Task material:
● ● ● ●

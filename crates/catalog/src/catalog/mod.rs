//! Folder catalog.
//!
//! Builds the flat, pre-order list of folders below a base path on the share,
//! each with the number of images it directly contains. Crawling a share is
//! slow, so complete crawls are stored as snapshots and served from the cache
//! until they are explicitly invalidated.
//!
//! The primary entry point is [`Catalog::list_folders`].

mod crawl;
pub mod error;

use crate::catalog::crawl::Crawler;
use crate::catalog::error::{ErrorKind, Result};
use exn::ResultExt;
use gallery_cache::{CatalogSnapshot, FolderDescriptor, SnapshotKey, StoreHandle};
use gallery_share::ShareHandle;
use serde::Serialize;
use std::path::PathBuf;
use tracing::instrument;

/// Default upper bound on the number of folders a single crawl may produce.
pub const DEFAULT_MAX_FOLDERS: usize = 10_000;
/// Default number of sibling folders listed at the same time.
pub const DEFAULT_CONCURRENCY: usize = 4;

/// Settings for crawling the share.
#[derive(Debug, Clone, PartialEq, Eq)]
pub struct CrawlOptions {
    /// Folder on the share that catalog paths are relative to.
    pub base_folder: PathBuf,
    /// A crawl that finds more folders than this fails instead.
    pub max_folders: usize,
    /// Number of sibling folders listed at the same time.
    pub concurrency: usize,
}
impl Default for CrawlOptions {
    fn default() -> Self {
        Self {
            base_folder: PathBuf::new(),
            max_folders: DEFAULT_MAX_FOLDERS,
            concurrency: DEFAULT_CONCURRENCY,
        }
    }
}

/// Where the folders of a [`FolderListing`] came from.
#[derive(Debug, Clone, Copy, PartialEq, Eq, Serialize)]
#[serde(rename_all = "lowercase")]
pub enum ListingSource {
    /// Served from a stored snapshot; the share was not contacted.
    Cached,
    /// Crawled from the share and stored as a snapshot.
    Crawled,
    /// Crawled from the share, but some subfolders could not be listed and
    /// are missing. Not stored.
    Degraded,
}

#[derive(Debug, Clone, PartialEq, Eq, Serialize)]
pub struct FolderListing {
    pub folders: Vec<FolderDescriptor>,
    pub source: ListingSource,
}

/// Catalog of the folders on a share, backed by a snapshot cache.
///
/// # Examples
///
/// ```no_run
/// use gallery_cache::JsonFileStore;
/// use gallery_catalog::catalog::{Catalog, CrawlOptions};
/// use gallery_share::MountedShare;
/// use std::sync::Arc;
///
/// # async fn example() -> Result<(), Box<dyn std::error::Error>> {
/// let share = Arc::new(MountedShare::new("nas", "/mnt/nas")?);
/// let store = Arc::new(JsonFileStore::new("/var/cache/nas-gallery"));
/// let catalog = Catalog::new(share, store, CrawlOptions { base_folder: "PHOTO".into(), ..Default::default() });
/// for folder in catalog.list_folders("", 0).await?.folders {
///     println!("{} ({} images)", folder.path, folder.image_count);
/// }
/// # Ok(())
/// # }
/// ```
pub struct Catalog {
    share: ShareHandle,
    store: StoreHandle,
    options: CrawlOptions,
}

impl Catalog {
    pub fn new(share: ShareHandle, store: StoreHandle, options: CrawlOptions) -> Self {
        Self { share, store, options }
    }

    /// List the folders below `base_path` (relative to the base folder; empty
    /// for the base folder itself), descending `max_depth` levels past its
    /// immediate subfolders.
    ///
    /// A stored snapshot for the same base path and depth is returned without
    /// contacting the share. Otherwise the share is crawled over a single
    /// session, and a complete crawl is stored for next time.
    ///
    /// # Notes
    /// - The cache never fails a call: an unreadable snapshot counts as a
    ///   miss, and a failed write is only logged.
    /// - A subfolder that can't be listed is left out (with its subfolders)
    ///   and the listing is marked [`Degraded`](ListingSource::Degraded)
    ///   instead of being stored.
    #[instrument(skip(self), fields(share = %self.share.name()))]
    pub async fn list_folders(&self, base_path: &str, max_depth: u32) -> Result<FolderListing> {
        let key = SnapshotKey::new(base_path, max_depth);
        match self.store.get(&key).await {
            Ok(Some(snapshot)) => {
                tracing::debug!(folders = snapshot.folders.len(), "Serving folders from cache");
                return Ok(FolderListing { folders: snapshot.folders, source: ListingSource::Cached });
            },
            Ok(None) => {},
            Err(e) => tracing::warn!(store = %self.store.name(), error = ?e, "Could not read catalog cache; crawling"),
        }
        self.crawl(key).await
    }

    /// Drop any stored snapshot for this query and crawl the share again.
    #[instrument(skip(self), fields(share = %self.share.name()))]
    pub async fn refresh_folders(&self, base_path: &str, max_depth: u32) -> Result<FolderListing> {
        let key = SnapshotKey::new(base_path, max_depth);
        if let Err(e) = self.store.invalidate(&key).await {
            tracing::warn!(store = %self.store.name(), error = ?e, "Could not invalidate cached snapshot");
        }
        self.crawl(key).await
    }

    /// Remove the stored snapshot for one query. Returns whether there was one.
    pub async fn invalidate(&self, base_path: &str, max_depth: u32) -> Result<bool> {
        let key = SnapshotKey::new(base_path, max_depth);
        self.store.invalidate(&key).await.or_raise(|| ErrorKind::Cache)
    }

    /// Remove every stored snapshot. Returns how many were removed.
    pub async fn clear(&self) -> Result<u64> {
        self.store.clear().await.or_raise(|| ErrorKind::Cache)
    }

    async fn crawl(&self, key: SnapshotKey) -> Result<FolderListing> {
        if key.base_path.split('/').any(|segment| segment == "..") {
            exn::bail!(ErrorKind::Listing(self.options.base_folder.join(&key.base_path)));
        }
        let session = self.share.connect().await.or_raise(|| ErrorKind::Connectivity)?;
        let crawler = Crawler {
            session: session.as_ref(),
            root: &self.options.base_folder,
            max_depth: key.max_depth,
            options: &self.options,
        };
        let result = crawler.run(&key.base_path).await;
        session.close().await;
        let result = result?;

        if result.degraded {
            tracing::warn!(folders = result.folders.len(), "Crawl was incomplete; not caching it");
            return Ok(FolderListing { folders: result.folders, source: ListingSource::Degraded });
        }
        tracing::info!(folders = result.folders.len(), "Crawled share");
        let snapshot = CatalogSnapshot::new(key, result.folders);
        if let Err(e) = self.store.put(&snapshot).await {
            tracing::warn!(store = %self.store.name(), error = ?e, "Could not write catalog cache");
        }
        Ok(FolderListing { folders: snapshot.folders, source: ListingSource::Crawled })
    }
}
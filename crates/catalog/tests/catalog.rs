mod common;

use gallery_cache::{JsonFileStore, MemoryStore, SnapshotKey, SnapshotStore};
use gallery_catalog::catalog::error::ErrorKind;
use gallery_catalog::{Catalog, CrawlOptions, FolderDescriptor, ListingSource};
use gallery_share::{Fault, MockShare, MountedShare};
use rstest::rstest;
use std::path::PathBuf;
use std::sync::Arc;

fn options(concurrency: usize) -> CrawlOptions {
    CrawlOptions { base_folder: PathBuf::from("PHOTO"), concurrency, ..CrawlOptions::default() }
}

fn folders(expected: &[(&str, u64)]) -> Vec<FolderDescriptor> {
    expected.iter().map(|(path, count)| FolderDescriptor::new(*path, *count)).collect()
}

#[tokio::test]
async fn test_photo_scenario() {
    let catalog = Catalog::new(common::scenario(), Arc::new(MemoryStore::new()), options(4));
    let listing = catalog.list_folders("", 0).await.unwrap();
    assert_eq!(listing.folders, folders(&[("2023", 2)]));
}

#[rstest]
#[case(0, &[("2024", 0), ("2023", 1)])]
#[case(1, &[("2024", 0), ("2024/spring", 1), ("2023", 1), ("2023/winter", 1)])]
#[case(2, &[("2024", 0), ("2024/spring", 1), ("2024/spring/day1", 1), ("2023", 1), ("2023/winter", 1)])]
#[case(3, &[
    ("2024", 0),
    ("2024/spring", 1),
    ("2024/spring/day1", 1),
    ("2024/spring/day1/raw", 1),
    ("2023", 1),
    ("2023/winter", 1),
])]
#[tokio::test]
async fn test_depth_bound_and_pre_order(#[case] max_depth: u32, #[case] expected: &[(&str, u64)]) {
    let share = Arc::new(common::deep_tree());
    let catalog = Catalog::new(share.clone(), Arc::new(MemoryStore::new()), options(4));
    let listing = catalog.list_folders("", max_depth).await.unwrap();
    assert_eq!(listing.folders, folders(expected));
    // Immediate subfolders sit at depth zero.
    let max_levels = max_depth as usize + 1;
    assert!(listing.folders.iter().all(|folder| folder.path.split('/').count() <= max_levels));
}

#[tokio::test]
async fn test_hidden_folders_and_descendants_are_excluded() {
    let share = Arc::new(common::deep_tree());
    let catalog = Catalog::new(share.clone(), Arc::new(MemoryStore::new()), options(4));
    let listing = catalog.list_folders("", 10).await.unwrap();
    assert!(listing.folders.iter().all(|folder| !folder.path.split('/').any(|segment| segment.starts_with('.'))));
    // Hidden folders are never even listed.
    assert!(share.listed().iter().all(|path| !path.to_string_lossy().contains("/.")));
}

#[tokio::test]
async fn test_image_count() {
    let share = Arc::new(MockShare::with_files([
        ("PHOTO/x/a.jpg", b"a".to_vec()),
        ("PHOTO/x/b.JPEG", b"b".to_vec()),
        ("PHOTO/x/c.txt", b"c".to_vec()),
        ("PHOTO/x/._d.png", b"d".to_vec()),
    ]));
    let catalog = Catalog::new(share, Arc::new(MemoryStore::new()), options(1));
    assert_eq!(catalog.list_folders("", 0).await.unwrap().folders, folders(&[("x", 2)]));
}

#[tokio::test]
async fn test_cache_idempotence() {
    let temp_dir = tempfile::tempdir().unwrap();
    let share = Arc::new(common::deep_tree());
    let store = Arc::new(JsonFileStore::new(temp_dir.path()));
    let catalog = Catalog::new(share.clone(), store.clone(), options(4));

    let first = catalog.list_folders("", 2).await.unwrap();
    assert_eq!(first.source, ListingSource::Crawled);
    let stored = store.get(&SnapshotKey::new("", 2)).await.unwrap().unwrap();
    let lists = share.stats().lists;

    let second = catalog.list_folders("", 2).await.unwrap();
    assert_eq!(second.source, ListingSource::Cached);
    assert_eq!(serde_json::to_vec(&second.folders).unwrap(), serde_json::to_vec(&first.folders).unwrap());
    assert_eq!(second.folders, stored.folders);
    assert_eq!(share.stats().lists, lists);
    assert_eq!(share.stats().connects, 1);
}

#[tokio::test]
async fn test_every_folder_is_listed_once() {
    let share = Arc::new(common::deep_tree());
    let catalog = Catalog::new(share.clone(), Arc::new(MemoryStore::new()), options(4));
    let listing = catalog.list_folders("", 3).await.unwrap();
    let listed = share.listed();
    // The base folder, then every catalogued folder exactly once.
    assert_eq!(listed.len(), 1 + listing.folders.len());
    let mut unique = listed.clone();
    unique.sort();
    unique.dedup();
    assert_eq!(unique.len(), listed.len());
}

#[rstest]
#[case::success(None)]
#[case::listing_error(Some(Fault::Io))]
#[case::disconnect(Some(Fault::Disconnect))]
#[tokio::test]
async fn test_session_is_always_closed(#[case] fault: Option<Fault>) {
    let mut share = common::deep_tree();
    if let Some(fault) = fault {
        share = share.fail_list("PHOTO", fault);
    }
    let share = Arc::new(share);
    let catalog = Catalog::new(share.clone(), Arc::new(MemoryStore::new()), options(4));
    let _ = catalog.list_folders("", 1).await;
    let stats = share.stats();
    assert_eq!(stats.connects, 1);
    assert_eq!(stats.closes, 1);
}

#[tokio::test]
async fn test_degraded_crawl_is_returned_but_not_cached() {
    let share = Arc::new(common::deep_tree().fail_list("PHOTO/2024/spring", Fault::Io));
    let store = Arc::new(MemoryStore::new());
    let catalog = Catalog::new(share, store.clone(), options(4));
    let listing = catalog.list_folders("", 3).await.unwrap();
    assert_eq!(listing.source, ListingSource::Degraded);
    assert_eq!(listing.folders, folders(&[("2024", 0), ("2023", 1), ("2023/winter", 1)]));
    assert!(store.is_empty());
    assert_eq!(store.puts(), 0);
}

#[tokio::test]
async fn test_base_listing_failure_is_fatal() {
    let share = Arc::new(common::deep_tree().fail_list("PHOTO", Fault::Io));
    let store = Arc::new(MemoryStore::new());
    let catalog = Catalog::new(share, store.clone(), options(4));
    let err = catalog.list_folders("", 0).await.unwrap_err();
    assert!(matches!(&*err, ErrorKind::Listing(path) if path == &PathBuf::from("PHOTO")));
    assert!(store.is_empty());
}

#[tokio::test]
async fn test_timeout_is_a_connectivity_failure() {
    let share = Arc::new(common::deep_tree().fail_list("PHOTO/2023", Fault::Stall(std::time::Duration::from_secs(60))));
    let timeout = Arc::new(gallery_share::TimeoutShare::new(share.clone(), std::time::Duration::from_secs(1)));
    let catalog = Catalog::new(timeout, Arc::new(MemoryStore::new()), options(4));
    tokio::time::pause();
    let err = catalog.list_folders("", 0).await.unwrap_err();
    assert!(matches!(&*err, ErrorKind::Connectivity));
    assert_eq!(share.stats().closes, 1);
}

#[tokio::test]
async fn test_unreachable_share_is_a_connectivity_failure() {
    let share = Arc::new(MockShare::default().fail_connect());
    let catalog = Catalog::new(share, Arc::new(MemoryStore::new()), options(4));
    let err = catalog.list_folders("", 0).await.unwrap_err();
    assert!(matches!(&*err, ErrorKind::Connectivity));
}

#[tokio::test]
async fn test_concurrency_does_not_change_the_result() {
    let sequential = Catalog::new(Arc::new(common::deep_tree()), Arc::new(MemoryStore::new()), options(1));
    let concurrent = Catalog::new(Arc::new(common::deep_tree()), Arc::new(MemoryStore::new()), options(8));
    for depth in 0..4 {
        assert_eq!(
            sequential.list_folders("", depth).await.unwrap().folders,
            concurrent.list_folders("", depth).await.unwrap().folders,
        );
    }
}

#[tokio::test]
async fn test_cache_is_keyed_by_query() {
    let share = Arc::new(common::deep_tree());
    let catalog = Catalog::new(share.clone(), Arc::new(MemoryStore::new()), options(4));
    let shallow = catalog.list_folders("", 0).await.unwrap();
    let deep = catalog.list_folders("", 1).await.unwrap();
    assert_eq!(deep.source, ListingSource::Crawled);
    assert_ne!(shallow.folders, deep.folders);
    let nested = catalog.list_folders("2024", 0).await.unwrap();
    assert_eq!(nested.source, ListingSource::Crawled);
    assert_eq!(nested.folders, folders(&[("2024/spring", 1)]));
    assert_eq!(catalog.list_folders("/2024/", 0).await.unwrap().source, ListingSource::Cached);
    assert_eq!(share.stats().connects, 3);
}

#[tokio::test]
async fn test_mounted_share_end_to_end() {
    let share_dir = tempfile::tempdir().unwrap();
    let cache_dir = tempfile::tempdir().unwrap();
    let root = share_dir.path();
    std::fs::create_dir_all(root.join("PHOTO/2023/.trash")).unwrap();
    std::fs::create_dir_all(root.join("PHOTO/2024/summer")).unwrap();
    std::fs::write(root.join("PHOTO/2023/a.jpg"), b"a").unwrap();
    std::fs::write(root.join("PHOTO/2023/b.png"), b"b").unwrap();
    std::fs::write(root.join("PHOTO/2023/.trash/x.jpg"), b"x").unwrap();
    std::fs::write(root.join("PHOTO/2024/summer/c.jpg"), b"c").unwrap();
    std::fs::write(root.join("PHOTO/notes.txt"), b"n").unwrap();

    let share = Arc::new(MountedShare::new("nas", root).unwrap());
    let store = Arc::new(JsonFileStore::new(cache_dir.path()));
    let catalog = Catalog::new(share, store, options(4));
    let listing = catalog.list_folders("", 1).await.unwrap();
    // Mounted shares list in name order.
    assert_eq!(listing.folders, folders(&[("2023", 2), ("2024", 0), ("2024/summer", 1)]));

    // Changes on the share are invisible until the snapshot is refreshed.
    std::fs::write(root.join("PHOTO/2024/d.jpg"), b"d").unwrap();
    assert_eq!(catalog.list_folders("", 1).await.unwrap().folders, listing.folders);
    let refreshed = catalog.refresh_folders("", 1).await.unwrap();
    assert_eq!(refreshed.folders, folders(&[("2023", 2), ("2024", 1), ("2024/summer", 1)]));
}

● ● ● ●

Brief:
If the word "join" is on a line above, return that line.

Result of the task:
            exn::bail!(ErrorKind::Listing(self.options.base_folder.join(&key.base_path)));
    std::fs::create_dir_all(root.join("PHOTO/2023/.trash")).unwrap();
    std::fs::create_dir_all(root.join("PHOTO/2024/summer")).unwrap();
    std::fs::write(root.join("PHOTO/2023/a.jpg"), b"a").unwrap();
    std::fs::write(root.join("PHOTO/2023/b.png"), b"b").unwrap();
    std::fs::write(root.join("PHOTO/2023/.trash/x.jpg"), b"x").unwrap();
    std::fs::write(root.join("PHOTO/2024/summer/c.jpg"), b"c").unwrap();
    std::fs::write(root.join("PHOTO/notes.txt"), b"n").unwrap();
    std::fs::write(root.join("PHOTO/2024/d.jpg"), b"d").unwrap();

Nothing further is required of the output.